Minggu, 13 Januari 2013

Antara Aku dan SGI



Hampir dua jam aku terkurung dalam mobil yang menjemputku dari Bandara Soeta menuju Sekolah Guru Indonesia Dompet Dhuafa Bogor. Kulirik arloji yang menempel di tangan, Pukul 20.30 WIB. Masih lamakah perjalanan ini? Batinku.

Tepat pukul 21.00 WIB aku menghirup udara Jampang. Keluar dari mobil. Sejenak melihat sekeliling seolah mengawasi. Terpampang “bendulan” bertuliskan Lembaga Pengembangan Insani (LPI). 

“Assalaamu’alaykum, Selamat datang di Bumi Pengembangan Insani” Ujar salah seorang yang menjemputku, sepertinya dia staf SGI.
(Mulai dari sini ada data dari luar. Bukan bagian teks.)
//! Presentation of a cost breakdown.
//!
//! This is the only place where amounts are rounded to cents.

use crate::engine::{CostBreakdown, Settlement};
use crate::error::Result;
use crate::money::{serialize_cents, Money};
use crate::traveler::{Traveler, TravelerId};
use serde::Serialize;
use std::io::Write;

/// A traveler's line in the report.
#[derive(Debug, Clone, PartialEq, Eq, Serialize)]
pub struct TravelerLine {
    pub traveler_id: TravelerId,
    pub name: String,
    #[serde(serialize_with = "serialize_cents")]
    pub paid: Money,
    #[serde(serialize_with = "serialize_cents")]
    pub net: Money,
}

/// A transfer line in the report.
#[derive(Debug, Clone, PartialEq, Eq, Serialize)]
pub struct SettlementLine {
    pub from: TravelerId,
    pub from_name: String,
    pub to: TravelerId,
    pub to_name: String,
    #[serde(serialize_with = "serialize_cents")]
    pub amount: Money,
    pub is_settled: bool,
}

/// Cost breakdown with every amount rounded to cents.
#[derive(Debug, Clone, PartialEq, Eq, Serialize)]
pub struct CostReport {
    #[serde(serialize_with = "serialize_cents")]
    pub total: Money,
    #[serde(serialize_with = "serialize_cents")]
    pub per_person: Money,
    pub paid_by: Vec<TravelerLine>,
    pub settlements: Vec<SettlementLine>,
}

impl CostReport {
    /// Rounds `breakdown` for display, attaching traveler names.
    ///
    /// Ids missing from `travelers` are shown under their id.
    pub fn from_breakdown(breakdown: &CostBreakdown, travelers: &[Traveler]) -> Self {
        let name_of = |id: &TravelerId| -> String {
            travelers
                .iter()
                .find(|t| &t.id == id)
                .map(|t| t.name.clone())
                .unwrap_or_else(|| id.to_string())
        };

        let paid_by = breakdown
            .balances
            .iter()
            .map(|b| TravelerLine {
                traveler_id: b.traveler_id.clone(),
                name: name_of(&b.traveler_id),
                paid: b.paid.rounded(),
                net: b.net.rounded(),
            })
            .collect();

        let settlements = breakdown
            .settlements
            .iter()
            .map(|s: &Settlement| SettlementLine {
                from: s.from.clone(),
                from_name: name_of(&s.from),
                to: s.to.clone(),
                to_name: name_of(&s.to),
                amount: s.amount.rounded(),
                is_settled: s.is_settled,
            })
            .collect();

        CostReport {
            total: breakdown.total.rounded(),
            per_person: breakdown.per_person.rounded(),
            paid_by,
            settlements,
        }
    }

    /// Writes the report as three CSV sections separated by blank lines:
    /// summary, per-traveler balances and settlements.
    pub fn write_csv<W: Write>(&self, mut writer: W) -> Result<()> {
        {
            let mut csv_writer = csv::Writer::from_writer(&mut writer);
            csv_writer.write_record(["total", "per_person"])?;
            csv_writer.write_record([self.total.to_string(), self.per_person.to_string()])?;
            csv_writer.flush()?;
        }
        writer.write_all(b"\n")?;

        {
            let mut csv_writer = csv::Writer::from_writer(&mut writer);
            csv_writer.write_record(["traveler", "name", "paid", "net"])?;
            for line in &self.paid_by {
                csv_writer.write_record([
                    line.traveler_id.to_string(),
                    line.name.clone(),
                    line.paid.to_string(),
                    line.net.to_string(),
                ])?;
            }
            csv_writer.flush()?;
        }
        writer.write_all(b"\n")?;

        {
            let mut csv_writer = csv::Writer::from_writer(&mut writer);
            csv_writer.write_record(["from", "to", "amount", "settled"])?;
            for line in &self.settlements {
                csv_writer.write_record([
                    line.from.to_string(),
                    line.to.to_string(),
                    line.amount.to_string(),
                    line.is_settled.to_string(),
                ])?;
            }
            csv_writer.flush()?;
        }

        writer.flush()?;
        Ok(())
    }
}
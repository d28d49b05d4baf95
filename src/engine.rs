//! Core cost-splitting and settlement engine.
//!
//! Attributes every expense to the travelers who paid for it, measures each
//! traveler against an even share of the total, and matches debtors with
//! creditors until every balance is within tolerance of zero.

use crate::expense::Expense;
use crate::money::Money;
use crate::status::SettlementKey;
use crate::traveler::{Balance, Traveler, TravelerId};
use indexmap::IndexMap;
use log::{debug, warn};
use serde::Serialize;
use std::collections::HashMap;

/// A directed payment instruction between two travelers.
#[derive(Debug, Clone, PartialEq, Eq, Serialize)]
pub struct Settlement {
    pub from: TravelerId,
    pub to: TravelerId,

    /// Always greater than the engine tolerance.
    pub amount: Money,

    /// Overlaid from the persisted status store; never computed.
    pub is_settled: bool,
}

impl Settlement {
    pub fn key(&self) -> SettlementKey {
        SettlementKey::new(self.from.clone(), self.to.clone())
    }
}

/// The full result of splitting a trip's costs.
///
/// Amounts carry full precision. Use [`crate::CostReport`] for values
/// rounded to cents.
#[derive(Debug, Clone, PartialEq, Eq, Serialize)]
pub struct CostBreakdown {
    pub total: Money,
    pub per_person: Money,

    /// One entry per roster traveler, in roster order.
    pub balances: Vec<Balance>,

    pub settlements: Vec<Settlement>,
}

impl CostBreakdown {
    /// Breakdown of a trip with nobody to split costs between.
    pub fn empty() -> Self {
        CostBreakdown {
            total: Money::ZERO,
            per_person: Money::ZERO,
            balances: Vec::new(),
            settlements: Vec::new(),
        }
    }

    pub fn balance_of(&self, traveler: &TravelerId) -> Option<&Balance> {
        self.balances.iter().find(|b| &b.traveler_id == traveler)
    }
}

/// The settlement engine.
///
/// Stateless apart from its tolerance, so one instance can serve any number
/// of trips concurrently.
///
/// # Known limitation
///
/// Debtors and creditors are matched greedily in roster order. The result
/// always zeroes every balance but is not guaranteed to use the fewest
/// possible transfers once four or more travelers are unbalanced.
#[derive(Debug, Clone, Copy)]
pub struct SettlementEngine {
    /// Balances within this distance of zero count as settled.
    tolerance: Money,
}

impl SettlementEngine {
    /// Creates an engine with a one-cent tolerance.
    pub fn new() -> Self {
        Self::with_tolerance(Money::CENT)
    }

    pub fn with_tolerance(tolerance: Money) -> Self {
        SettlementEngine {
            tolerance: tolerance.abs(),
        }
    }

    pub fn tolerance(&self) -> Money {
        self.tolerance
    }

    /// Splits `expenses` across `travelers` and computes the settlements.
    ///
    /// An empty roster yields [`CostBreakdown::empty`]. Expenses whose payer
    /// is not on the roster still count toward the total but the payer's
    /// credit is not reported.
    pub fn compute_breakdown(
        &self,
        expenses: &[Expense],
        travelers: &[Traveler],
    ) -> CostBreakdown {
        if travelers.is_empty() {
            debug!("No travelers, returning empty breakdown");
            return CostBreakdown::empty();
        }

        let headcount = travelers.len();
        let mut paid: IndexMap<TravelerId, Money> = travelers
            .iter()
            .map(|t| (t.id.clone(), Money::ZERO))
            .collect();

        for expense in expenses {
            if expense.is_shared() {
                let share = expense.amount.split(headcount);
                for traveler in travelers {
                    *paid.entry(traveler.id.clone()).or_default() += share;
                }
                continue;
            }

            if let Some(payer) = &expense.payer_id {
                if !paid.contains_key(payer) {
                    warn!(
                        "Payer {} is not on the roster, {} will not be credited",
                        payer, expense.amount
                    );
                }
                *paid.entry(payer.clone()).or_default() += expense.amount;
            }
        }

        let total: Money = expenses.iter().map(|e| e.amount).sum();
        let per_person = total.split(headcount);

        let balances: Vec<Balance> = travelers
            .iter()
            .map(|t| {
                let credited = paid.get(&t.id).copied().unwrap_or_default();
                Balance::new(t.id.clone(), credited, per_person)
            })
            .collect();

        let settlements = self.compute_settlements(&balances);

        debug!(
            "Split {} among {} travelers ({} each), {} settlements",
            total,
            headcount,
            per_person,
            settlements.len()
        );

        CostBreakdown {
            total,
            per_person,
            balances,
            settlements,
        }
    }

    /// Greedily matches debtors with creditors until one side runs out.
    ///
    /// Both sides keep roster order, and settlements come out in the order
    /// they are generated.
    pub fn compute_settlements(&self, balances: &[Balance]) -> Vec<Settlement> {
        let mut debtors: Vec<(&TravelerId, Money)> = balances
            .iter()
            .filter(|b| b.net < -self.tolerance)
            .map(|b| (&b.traveler_id, -b.net))
            .collect();
        let mut creditors: Vec<(&TravelerId, Money)> = balances
            .iter()
            .filter(|b| b.net > self.tolerance)
            .map(|b| (&b.traveler_id, b.net))
            .collect();

        let mut settlements = Vec::new();
        let (mut d, mut c) = (0, 0);

        while d < debtors.len() && c < creditors.len() {
            let (debtor, owes) = debtors[d];
            let (creditor, owed) = creditors[c];
            let amount = owes.min(owed);

            if amount > self.tolerance {
                debug!("{} pays {} {}", debtor, creditor, amount);
                settlements.push(Settlement {
                    from: debtor.clone(),
                    to: creditor.clone(),
                    amount,
                    is_settled: false,
                });
            }

            debtors[d].1 -= amount;
            creditors[c].1 -= amount;

            if debtors[d].1 <= self.tolerance {
                d += 1;
            }
            if creditors[c].1 <= self.tolerance {
                c += 1;
            }
        }

        settlements
    }

    /// Overlays persisted "settled" flags onto freshly computed settlements.
    ///
    /// Matching is by exact direction: a stored `A -> B` flag says nothing
    /// about a computed `B -> A` transfer.
    pub fn merge_settlement_status(
        &self,
        settlements: Vec<Settlement>,
        persisted: &HashMap<SettlementKey, bool>,
    ) -> Vec<Settlement> {
        settlements
            .into_iter()
            .map(|mut s| {
                s.is_settled = persisted.get(&s.key()).copied().unwrap_or(false);
                s
            })
            .collect()
    }
}

impl Default for SettlementEngine {
    fn default() -> Self {
        Self::new()
    }
}
//! Tracing subscriber setup.

use crate::Config;
use tracing_subscriber::{fmt, layer::SubscriberExt, util::SubscriberInitExt, EnvFilter};

/// Resolves the filter directive: `RUST_LOG`, then `trace_level`, then `"info"`.
#[must_use]
pub fn filter_directive(config: &Config, rust_log: Option<&str>) -> String {
    rust_log
        .map(str::trim)
        .filter(|value| !value.is_empty())
        .map(String::from)
        .or_else(|| config.trace_level.clone())
        .unwrap_or_else(|| "info".to_string())
}

/// Installs a stderr `fmt` subscriber filtered per [`filter_directive`].
///
/// Idempotent: only the first call in a process takes effect. An invalid
/// directive falls back to `"info"`.
pub fn init_tracing(config: &Config) {
    let rust_log = std::env::var("RUST_LOG").ok();
    let directive = filter_directive(config, rust_log.as_deref());
    let filter = EnvFilter::try_new(&directive).unwrap_or_else(|_| EnvFilter::new("info"));

    let fmt_layer = fmt::layer()
        .with_writer(std::io::stderr)
        .with_target(false)
        .compact();

    let _ = tracing_subscriber::registry()
        .with(filter)
        .with(fmt_layer)
        .try_init();
}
Aku mengekor orang yang barusanku bersuara. Dikenalkannya aku dengan tempat yang akan menjadi naunganku selama meraup ilmu di sekolah ini, Paviliun IV.

***


Hari-hariku berlalu dengan kebahagiaan. Tak terasa sudah tiga bulan aku menjajaki tanah Jampang. Aku duduk di teras asrama memandang lukisan alam Bogor yang terpampang didepanku. Semilir angin menyapa. Dia membawaku mereka ulang kejadian yang telah kulewati selama di SGI. Semuanya terbayang nyata.

***

“Saya ingin mengabdikan ilmu yang kudapat buat kemajuan Islam. Bukan buat asing, apalagi untuk Yahudi, Tidak!” Motivasi pertama dari Bambang Suherman yang tak akan kulupa. Aku merinding mendengar apa yang dikatakan dosen yang sempat bergabung dengan perusahaan asing yang tidak banyak memberi keuntungan buat khalayak ramai khususnya Islam. Betul itu pak, banyak orang memandang muslim sebelah mata; tak bisa diandalkan. Sebabnya simpel saja banyak muslim “menyumbangkan” ilmu buat asing,  enggan dipersembahkan untuk kemajuan islam. “Inilah yang kucari, Yak... Ilmu dan ragaku buat Islam” gumamku.
“Anda sebenarnya memiliki kemampuan yang lebih dari apa yang anda bayangkan. Karena ruang gerak yang terbatas, menyebabkan potensi anda terkungkung. Maka luaskanlah ruang hidup anda untuk berekspresi” Lanjut pak Bambang dengan materi ke-Dompet Dhuafaan. Semangatku terbakar dan tekad untuk menjadi yang terbaik terpatri dikalbuku.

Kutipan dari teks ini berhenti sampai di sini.